8. Kerjasama Kelompok
Budaya di Jepang tidak terlalu
mengakomodasi kerja-kerja yang terlalu bersifat individualistik.
Termasuk klaim hasil pekerjaan, biasanya ditujukan untuk tim atau
kelompok tersebut. Fenomena ini tidak hanya di dunia kerja, kondisi
kampus dengan lab penelitiannya juga seperti itu, mengerjakan tugas mata
kuliah biasanya juga dalam bentuk kelompok. Kerja dalam kelompok
mungkin salah satu kekuatan terbesar orang Jepang. Ada anekdot bahwa “1
orang professor Jepang akan kalah dengan satu orang professor Amerika,
hanya 10 orang professor Amerika tidak akan bisa mengalahkan 10 orang
professor Jepang yang berkelompok” . Musyawarah mufakat atau sering
disebut dengan “rin-gi” adalah ritual dalam kelompok. Keputusan
strategis harus dibicarakan dalam “rin-gi”.
9. Mandiri
Sejak usia dini anak-anak dilatih untuk
mandiri. Irsyad, anak saya yang paling gede sempat merasakan masuk TK
(Yochien) di Jepang. Dia harus membawa 3 tas besar berisi pakaian ganti,
bento (bungkusan makan siang), sepatu ganti, buku-buku, handuk dan
sebotol besar minuman yang menggantung di lehernya. Di Yochien setiap
anak dilatih untuk membawa perlengkapan sendiri, dan bertanggung jawab
terhadap barang miliknya sendiri.
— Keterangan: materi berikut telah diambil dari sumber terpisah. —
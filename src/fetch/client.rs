use async_trait::async_trait;
use reqwest::{Request, Response};

/// Transport seam for every page request the crawler makes.
#[async_trait]
pub trait HttpClient: Send + Sync {
    async fn execute(&self, req: Request) -> reqwest::Result<Response>;
}
//! CLI frontend for the critter virtual pet.

mod commands;
mod minigame;
mod tui;

use std::path::PathBuf;
use std::process;

use clap::{Parser, Subcommand, ValueEnum};

#[derive(Parser)]
#[command(
    name = "critter",
    about = "critter — a terminal virtual pet",
    version,
    propagate_version = true
)]
struct Cli {
    #[command(subcommand)]
    command: Commands,
}

/// Which mini-game to launch from `play`.
#[derive(Debug, Clone, Copy, ValueEnum)]
enum GameChoice {
    /// Hop over a scrolling obstacle.
    Jump,
    /// Flap through pipe gaps.
    Pipes,
}

#[derive(Subcommand)]
enum Commands {
    /// Adopt a new pet
    Choose {
        /// Pet kind: cat, dog, or dragon
        kind: String,

        /// The pet's name
        name: String,

        /// Save directory (default: platform data dir)
        #[arg(short, long)]
        dir: Option<PathBuf>,
    },

    /// Show the pet's current stats and mood
    Status {
        /// Save directory (default: platform data dir)
        #[arg(short, long)]
        dir: Option<PathBuf>,
    },

    /// Feed the pet one meal
    Feed {
        /// Save directory (default: platform data dir)
        #[arg(short, long)]
        dir: Option<PathBuf>,
    },

    /// Play with the pet, optionally through a mini-game
    Play {
        /// Launch an arcade mini-game and apply its score
        #[arg(short, long, value_enum)]
        game: Option<GameChoice>,

        /// Save directory (default: platform data dir)
        #[arg(short, long)]
        dir: Option<PathBuf>,
    },

    /// Clean up after the pet
    Clean {
        /// Save directory (default: platform data dir)
        #[arg(short, long)]
        dir: Option<PathBuf>,
    },

    /// Watch and care for the pet live (interactive)
    Watch {
        /// Save directory (default: platform data dir)
        #[arg(short, long)]
        dir: Option<PathBuf>,
    },

    /// Delete the pet and its save data
    Reset {
        /// Skip the confirmation prompt
        #[arg(short, long)]
        force: bool,

        /// Save directory (default: platform data dir)
        #[arg(short, long)]
        dir: Option<PathBuf>,
    },
}

fn main() {
    let cli = Cli::parse();

    let result = match cli.command {
        Commands::Choose { kind, name, dir } => commands::choose::run(dir.as_deref(), &kind, &name),
        Commands::Status { dir } => commands::status::run(dir.as_deref()),
        Commands::Feed { dir } => commands::feed::run(dir.as_deref()),
        Commands::Play { game, dir } => commands::play::run(dir.as_deref(), game),
        Commands::Clean { dir } => commands::clean::run(dir.as_deref()),
        Commands::Watch { dir } => commands::watch::run(dir.as_deref()),
        Commands::Reset { force, dir } => commands::reset::run(dir.as_deref(), force),
    };

    if let Err(e) = result {
        eprintln!("error: {e}");
        process::exit(1);
    }
}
Lepas SMA dan masuk bangku kuliah
hampir sebagian besar tidak meminta biaya kepada orang tua. Teman-temen
seangkatan saya dulu di Saitama University mengandalkan kerja part time
untuk biaya sekolah dan kehidupan sehari-hari. Kalaupun kehabisan uang,
mereka “meminjam” uang ke orang tua yang itu nanti mereka kembalikan di
bulan berikutnya.
10. Jaga Tradisi
Perkembangan teknologi dan ekonomi,
tidak membuat bangsa Jepang kehilangan tradisi dan budayanya. Budaya
perempuan yang sudah menikah untuk tidak bekerja masih ada dan hidup
sampai saat ini. Budaya minta maaf masih menjadi reflek orang Jepang.
Kalau suatu hari anda naik sepeda di Jepang dan menabrak pejalan kaki ,
maka jangan kaget kalau yang kita tabrak malah yang minta maaf duluan.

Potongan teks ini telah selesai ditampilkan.